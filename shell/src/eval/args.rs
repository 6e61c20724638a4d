//! Argument splitting for builtin calls.

use super::call::Interpreter;
use crate::error::ShellResult;
use crate::scanner::{is_ident_start, Cursor};
use tracing::trace;

/// Text accumulated for the argument being built.
#[derive(Default)]
struct Pending {
    text: String,
    quoted: bool,
}

impl Pending {
    /// Finish the current argument. Unquoted text is trimmed and dropped when
    /// empty; anything that contained a quoted literal is kept as written.
    fn flush(&mut self, out: &mut Vec<String>) {
        let text = std::mem::take(&mut self.text);
        if self.quoted {
            out.push(text);
        } else {
            let trimmed = text.trim();
            if !trimmed.is_empty() {
                out.push(trimmed.to_string());
            }
        }
        self.quoted = false;
    }
}

impl Interpreter<'_> {
    /// Split a raw argument string into evaluated arguments.
    ///
    /// Separators are commas and whitespace outside quotes and parentheses.
    /// Nested calls are evaluated innermost first, left to right, each once.
    pub fn split_arguments(&self, raw: &str) -> ShellResult<Vec<String>> {
        let mut args = Vec::new();
        let mut pending = Pending::default();
        let mut cursor = Cursor::new(raw);

        while let Some(c) = cursor.peek() {
            match c {
                '"' | '\'' => {
                    let literal = cursor.take_quoted()?;
                    pending.text.push_str(&self.resolver.bind_literal(&literal));
                    pending.quoted = true;
                }
                '$' if cursor.peek_second().is_some_and(is_ident_start) => {
                    cursor.bump();
                    let name = cursor.take_identifier();
                    if cursor.peek() == Some('(') {
                        self.nested_call(&mut cursor, name, &mut pending.text)?;
                    } else {
                        pending.text.push_str(&self.resolver.resolve(name));
                    }
                }
                '$' => self.expand_dollar(&mut cursor, &mut pending.text)?,
                ',' => {
                    cursor.bump();
                    pending.flush(&mut args);
                }
                c if c.is_whitespace() => {
                    cursor.bump();
                    pending.flush(&mut args);
                }
                c if is_ident_start(c) => {
                    let name = cursor.take_identifier();
                    if cursor.peek() == Some('(') {
                        self.nested_call(&mut cursor, name, &mut pending.text)?;
                    } else {
                        pending.text.push_str(name);
                    }
                }
                '(' => {
                    cursor.bump();
                    let inner = cursor.take_balanced()?;
                    pending.text.push('(');
                    pending.text.push_str(inner);
                    pending.text.push(')');
                }
                c => {
                    cursor.bump();
                    pending.text.push(c);
                }
            }
        }
        pending.flush(&mut args);

        trace!(raw, ?args, "split arguments");
        Ok(args)
    }

    /// `name(...)` inside an argument list. The cursor sits on the `(`.
    ///
    /// A registered builtin is evaluated and its result spliced in. Any other
    /// name keeps the whole balanced span as literal text.
    fn nested_call(&self, cursor: &mut Cursor<'_>, name: &str, out: &mut String) -> ShellResult<()> {
        cursor.bump();
        let inner = cursor.take_balanced()?;
        if self.builtins.contains(name) {
            let args = self.split_arguments(inner)?;
            out.push_str(&self.call(name, &args)?);
        } else {
            out.push_str(name);
            out.push('(');
            out.push_str(inner);
            out.push(')');
        }
        Ok(())
    }
}
use crate::error::{ModuleError, ModuleResult};
use crate::manager::ModuleInfo;
use crate::metadata::ModuleKind;
use async_trait::async_trait;
use std::collections::BTreeMap;
use std::path::{Path, PathBuf};
use std::process::Stdio;
use std::time::{Duration, Instant};
use tokio::process::Command;
use tracing::debug;

/// Named arguments passed to a module. Each entry is exported to the
/// subprocess as `ARG_<UPPERCASE KEY>`.
pub type ModuleArgs = BTreeMap<String, String>;

#[derive(Debug, Clone, Default, PartialEq, Eq)]
pub struct ExecutionResult {
    pub success: bool,
    pub output: String,
    pub error: String,
    pub exit_code: i32,
    pub duration: Duration,
}

impl ExecutionResult {
    pub fn succeeded(output: impl Into<String>) -> Self {
        Self {
            success: true,
            output: output.into(),
            ..Self::default()
        }
    }

    pub fn failed(exit_code: i32, error: impl Into<String>) -> Self {
        Self {
            success: false,
            error: error.into(),
            exit_code,
            ..Self::default()
        }
    }
}

/// Executes modules by name.
///
/// The shell only talks to modules through this trait, so tests can swap in
/// an in-memory runner.
#[async_trait]
pub trait ModuleRunner: Send + Sync {
    /// Look up a module, whether or not it loaded cleanly.
    fn module(&self, name: &str) -> Option<ModuleInfo>;

    /// All known modules, sorted by name.
    fn modules(&self) -> Vec<ModuleInfo>;

    /// Re-scan the module source. Returns the number of modules found.
    fn refresh(&self) -> ModuleResult<usize>;

    async fn execute(&self, name: &str, args: &ModuleArgs) -> ModuleResult<ExecutionResult>;

    fn contains(&self, name: &str) -> bool {
        self.module(name).is_some()
    }

    /// Scaffold a new module. Read-only sources refuse.
    fn create(&self, _name: &str, _kind: &ModuleKind) -> ModuleResult<PathBuf> {
        Err(ModuleError::Unsupported("creating modules"))
    }

    /// Files inside a module, relative to its directory.
    fn files(&self, _name: &str) -> ModuleResult<Vec<String>> {
        Err(ModuleError::Unsupported("listing module files"))
    }

    fn delete(&self, _name: &str) -> ModuleResult<PathBuf> {
        Err(ModuleError::Unsupported("deleting modules"))
    }
}

/// Run `interpreter script` inside `workdir`, capturing its output.
pub(crate) async fn run_script(
    interpreter: &str,
    script: &Path,
    workdir: &Path,
    args: &ModuleArgs,
) -> ModuleResult<ExecutionResult> {
    let started = Instant::now();

    let mut cmd = Command::new(interpreter);
    cmd.arg(script)
        .current_dir(workdir)
        .stdin(Stdio::null())
        .stdout(Stdio::piped())
        .stderr(Stdio::piped())
        .kill_on_drop(true);
    for (key, value) in args {
        cmd.env(format!("ARG_{}", key.to_uppercase()), value);
    }

    debug!(interpreter, script = %script.display(), "spawning module");
    let output = cmd.output().await.map_err(|source| ModuleError::Spawn {
        interpreter: interpreter.to_string(),
        source,
    })?;

    Ok(ExecutionResult {
        success: output.status.success(),
        output: String::from_utf8_lossy(&output.stdout).into_owned(),
        error: String::from_utf8_lossy(&output.stderr).into_owned(),
        exit_code: output.status.code().unwrap_or(-1),
        duration: started.elapsed(),
    })
}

**What is needed**
Once more, write all of the records exactly as given.

**Exercise solution**
filename shell/src/eval/args.rs
repository 6e61c20724638a4d
//! Argument splitting for builtin calls.

use super::call::Interpreter;
use crate::error::ShellResult;
use crate::scanner::{is_ident_start, Cursor};
use tracing::trace;

/// Text accumulated for the argument being built.
#[derive(Default)]
struct Pending {
    text: String,
    quoted: bool,
}

impl Pending {
    /// Finish the current argument. Unquoted text is trimmed and dropped when
    /// empty; anything that contained a quoted literal is kept as written.
    fn flush(&mut self, out: &mut Vec<String>) {
        let text = std::mem::take(&mut self.text);
        if self.quoted {
            out.push(text);
        } else {
            let trimmed = text.trim();
            if !trimmed.is_empty() {
                out.push(trimmed.to_string());
            }
        }
        self.quoted = false;
    }
}

impl Interpreter<'_> {
    /// Split a raw argument string into evaluated arguments.
    ///
    /// Separators are commas and whitespace outside quotes and parentheses.
    /// Nested calls are evaluated innermost first, left to right, each once.
    pub fn split_arguments(&self, raw: &str) -> ShellResult<Vec<String>> {
        let mut args = Vec::new();
        let mut pending = Pending::default();
        let mut cursor = Cursor::new(raw);

        while let Some(c) = cursor.peek() {
            match c {
                '"' | '\'' => {
                    let literal = cursor.take_quoted()?;
                    pending.text.push_str(&self.resolver.bind_literal(&literal));
                    pending.quoted = true;
                }
                '$' if cursor.peek_second().is_some_and(is_ident_start) => {
                    cursor.bump();
                    let name = cursor.take_identifier();
                    if cursor.peek() == Some('(') {
                        self.nested_call(&mut cursor, name, &mut pending.text)?;
                    } else {
                        pending.text.push_str(&self.resolver.resolve(name));
                    }
                }
                '$' => self.expand_dollar(&mut cursor, &mut pending.text)?,
                ',' => {
                    cursor.bump();
                    pending.flush(&mut args);
                }
                c if c.is_whitespace() => {
                    cursor.bump();
                    pending.flush(&mut args);
                }
                c if is_ident_start(c) => {
                    let name = cursor.take_identifier();
                    if cursor.peek() == Some('(') {
                        self.nested_call(&mut cursor, name, &mut pending.text)?;
                    } else {
                        pending.text.push_str(name);
                    }
                }
                '(' => {
                    cursor.bump();
                    let inner = cursor.take_balanced()?;
                    pending.text.push('(');
                    pending.text.push_str(inner);
                    pending.text.push(')');
                }
                c => {
                    cursor.bump();
                    pending.text.push(c);
                }
            }
        }
        pending.flush(&mut args);

        trace!(raw, ?args, "split arguments");
        Ok(args)
    }

    /// `name(...)` inside an argument list. The cursor sits on the `(`.
    ///
    /// A registered builtin is evaluated and its result spliced in. Any other
    /// name keeps the whole balanced span as literal text.
    fn nested_call(&self, cursor: &mut Cursor<'_>, name: &str, out: &mut String) -> ShellResult<()> {
        cursor.bump();
        let inner = cursor.take_balanced()?;
        if self.builtins.contains(name) {
            let args = self.split_arguments(inner)?;
            out.push_str(&self.call(name, &args)?);
        } else {
            out.push_str(name);
            out.push('(');
            out.push_str(inner);
            out.push(')');
        }
        Ok(())
    }
}
use crate::error::{ModuleError, ModuleResult};
use crate::manager::ModuleInfo;
use crate::metadata::ModuleKind;
use async_trait::async_trait;
use std::collections::BTreeMap;
use std::path::{Path, PathBuf};
use std::process::Stdio;
use std::time::{Duration, Instant};
use tokio::process::Command;
use tracing::debug;

/// Named arguments passed to a module. Each entry is exported to the
/// subprocess as `ARG_<UPPERCASE KEY>`.
pub type ModuleArgs = BTreeMap<String, String>;

#[derive(Debug, Clone, Default, PartialEq, Eq)]
pub struct ExecutionResult {
    pub success: bool,
    pub output: String,
    pub error: String,
    pub exit_code: i32,
    pub duration: Duration,
}

impl ExecutionResult {
    pub fn succeeded(output: impl Into<String>) -> Self {
        Self {
            success: true,
            output: output.into(),
            ..Self::default()
        }
    }

    pub fn failed(exit_code: i32, error: impl Into<String>) -> Self {
        Self {
            success: false,
            error: error.into(),
            exit_code,
            ..Self::default()
        }
    }
}

/// Executes modules by name.
///
/// The shell only talks to modules through this trait, so tests can swap in
/// an in-memory runner.
#[async_trait]
pub trait ModuleRunner: Send + Sync {
    /// Look up a module, whether or not it loaded cleanly.
    fn module(&self, name: &str) -> Option<ModuleInfo>;

    /// All known modules, sorted by name.
    fn modules(&self) -> Vec<ModuleInfo>;

    /// Re-scan the module source. Returns the number of modules found.
    fn refresh(&self) -> ModuleResult<usize>;

    async fn execute(&self, name: &str, args: &ModuleArgs) -> ModuleResult<ExecutionResult>;

    fn contains(&self, name: &str) -> bool {
        self.module(name).is_some()
    }

    /// Scaffold a new module. Read-only sources refuse.
    fn create(&self, _name: &str, _kind: &ModuleKind) -> ModuleResult<PathBuf> {
        Err(ModuleError::Unsupported("creating modules"))
    }

    /// Files inside a module, relative to its directory.
    fn files(&self, _name: &str) -> ModuleResult<Vec<String>> {
        Err(ModuleError::Unsupported("listing module files"))
    }

    fn delete(&self, _name: &str) -> ModuleResult<PathBuf> {
        Err(ModuleError::Unsupported("deleting modules"))
    }
}

/// Run `interpreter script` inside `workdir`, capturing its output.
pub(crate) async fn run_script(
    interpreter: &str,
    script: &Path,
    workdir: &Path,
    args: &ModuleArgs,
) -> ModuleResult<ExecutionResult> {
    let started = Instant::now();

    let mut cmd = Command::new(interpreter);
    cmd.arg(script)
        .current_dir(workdir)
        .stdin(Stdio::null())
        .stdout(Stdio::piped())
        .stderr(Stdio::piped())
        .kill_on_drop(true);
    for (key, value) in args {
        cmd.env(format!("ARG_{}", key.to_uppercase()), value);
    }

    debug!(interpreter, script = %script.display(), "spawning module");
    let output = cmd.output().await.map_err(|source| ModuleError::Spawn {
        interpreter: interpreter.to_string(),
        source,
    })?;

    Ok(ExecutionResult {
        success: output.status.success(),
        output: String::from_utf8_lossy(&output.stdout).into_owned(),
        error: String::from_utf8_lossy(&output.stderr).into_owned(),
        exit_code: output.status.code().unwrap_or(-1),
        duration: started.elapsed(),
    })
}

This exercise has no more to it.